There were no laid structures for monitoring and controlling the prevalence of hypertension in the village. The village was void a functional primary health care centre and pharmacy. There was no way for the villagers to monitor their blood pressure or access drug services within the village, even at a fee. Due to how distant the community was to an urban center, accessing basic health treatment was quite hurdle.

Socio-demographic characteristics

Of the 138 participants from different households, 48 (34.8%) were males and 90 (65.2%) females. Their average age was 45.96 ± 16.89 years, the average age for males and females were 44.83 ± 18.85 and 46.56 ± 15.81 years respectively. From the total participants, 124 (89.9%) were married while 14 (10.1%) were single. The respondents' major occupations were farming 72 (52.2%), trading 36 (26.1%), and lumbering 7 (5.1%). Table 1 shows detail of the respondents' demographic characteristics.

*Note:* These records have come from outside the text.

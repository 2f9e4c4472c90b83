use std::sync::Arc;

use tracing::{debug, info, warn};

use crate::{
    error::Error,
    graph::{ContextBlob, ContextFetcher, EntityQuery, GraphStore, Neo4jStore},
    llm::{select_model, CohereClient, LanguageModel},
    prompt,
    session::{Session, Turn},
    settings::{ChatSettings, Settings},
};

/// Outcome of one chat turn.
#[derive(Debug, Clone, PartialEq, Eq)]
pub struct Reply {
    pub text: String,
    /// Set only on the turn whose reply first suggested a diagnosis.
    pub diagnosis_newly_suggested: bool,
}

/// Runs the retrieval-augmented chat pipeline.
///
/// One instance serves every conversation of the process; all per-
/// conversation state lives in the [`Session`] passed to each call.
pub struct ChatOrchestrator {
    context: ContextFetcher,
    llm: Arc<dyn LanguageModel>,
    model: String,
    settings: ChatSettings,
}

impl ChatOrchestrator {
    pub fn new(
        graph: Arc<dyn GraphStore>,
        llm: Arc<dyn LanguageModel>,
        model: impl Into<String>,
        settings: ChatSettings,
    ) -> Self {
        Self {
            context: ContextFetcher::new(graph),
            llm,
            model: model.into(),
            settings,
        }
    }

    /// Connects to the knowledge graph and the language model described by
    /// `settings`, and settles on a model.
    pub async fn connect(settings: &Settings) -> Result<Self, Error> {
        let graph = Neo4jStore::connect(&settings.graph).await?;
        let llm = CohereClient::new(&settings.llm)?;
        let model = select_model(&llm, &settings.llm.model, &settings.llm.fallback_model).await;
        Ok(Self::new(
            Arc::new(graph),
            Arc::new(llm),
            model,
            settings.chat.clone(),
        ))
    }

    pub fn model(&self) -> &str {
        &self.model
    }

    /// Answers `message` as the next turn of `session`.
    ///
    /// Language model failures are turned into the reply text. The only
    /// error returned is [`Error::GraphUnavailable`], and only when
    /// `strict_graph` is set; the session is left unchanged in that case.
    pub async fn turn(&self, session: &mut Session, message: &str) -> Result<Reply, Error> {
        session.begin_turn(message);

        let query = EntityQuery::build(message);
        let context = match self.context.fetch(&query).await {
            Ok(context) => context,
            Err(e) if self.settings.strict_graph => {
                session.abandon_turn();
                return Err(e);
            }
            Err(e) => {
                warn!("Answering without graph context: {e}");
                ContextBlob::empty()
            }
        };

        let prompt = prompt::compose(session.recent_turns(self.settings.history_turns), &context);
        debug!(
            "Prompt of {} bytes for {} turns",
            prompt.len(),
            session.turns().len()
        );

        let text = match self
            .llm
            .generate(&self.model, &prompt, Some(self.settings.temperature))
            .await
        {
            Ok(reply) => reply.trim().to_string(),
            Err(e) => {
                warn!("Language model call failed: {e}");
                format!("Error querying language model: {e}")
            }
        };

        let diagnosis_newly_suggested = session.attach_reply(&text);
        if diagnosis_newly_suggested {
            info!("Diagnosis suggested after {} turns", session.turns().len());
        }
        Ok(Reply {
            text,
            diagnosis_newly_suggested,
        })
    }

    /// Answers `message` following the caller-supplied `history`.
    pub async fn respond(
        &self,
        history: Vec<Turn>,
        message: &str,
    ) -> Result<(Reply, Session), Error> {
        let mut session = Session::from_history(history);
        let reply = self.turn(&mut session, message).await?;
        Ok((reply, session))
    }
}
use thiserror::Error;

/// Failures of the two upstream collaborators of a chat turn.
#[derive(Debug, Error)]
pub enum Error {
    /// The knowledge graph could not be reached, or the query failed or
    /// timed out.
    #[error("knowledge graph unavailable: {0}")]
    GraphUnavailable(String),
    /// The language model request failed, including timeouts, rejected
    /// credentials and rate limits.
    #[error("{0}")]
    ModelCall(String),
}

#[cfg(test)]
mod tests {
    use super::Error;

    #[test]
    fn display() {
        let err = Error::GraphUnavailable("connection refused".to_string());
        assert_eq!(
            err.to_string(),
            "knowledge graph unavailable: connection refused"
        );

        let err = Error::ModelCall("status 429: too many requests".to_string());
        assert_eq!(err.to_string(), "status 429: too many requests");
    }
}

Respondents' B.P and weight

The respondents had a mean systolic blood pressure (SBP) of 122.12 ± 28.27 mmHg, while the mean diastolic blood pressure (DBP) was 70.45 ± 14.71 mmHg. Furthermore, there was a 26.8% prevalence of hypertension among the villagers, of which 43.2% of them had both hypertensive SBP and DBP. Figure 2 shows the proportion of male and female respondents within the various BP groups. The prevalence of hypertension among men was 20.8%, while the prevalence among women was 30.0%.

As shown in Figure 3; 60 (43.5%) and 90 (65.2%) of the participants had normal systolic and diastolic blood pressure respectively; 47 (34.1%) and 26 (18.1%) had pre-hypertension systolic and diastolic blood pressure respectively; 16 (11.6%) and 14 (10.1%) had Stage 1 hypertension systolic and diastolic blood pressure respectively and 16 (11.6%) and 8 (5.8%) had Stage 2 hypertension systolic and diastolic blood pressure respectively.

Moreover, the respondents' mean weight was 62.15 ± 12.67 Kg, with the males having a slightly higher average (63.71 ± 11.77 Kg) compared to the females (61.33 ± 13.11 Kg).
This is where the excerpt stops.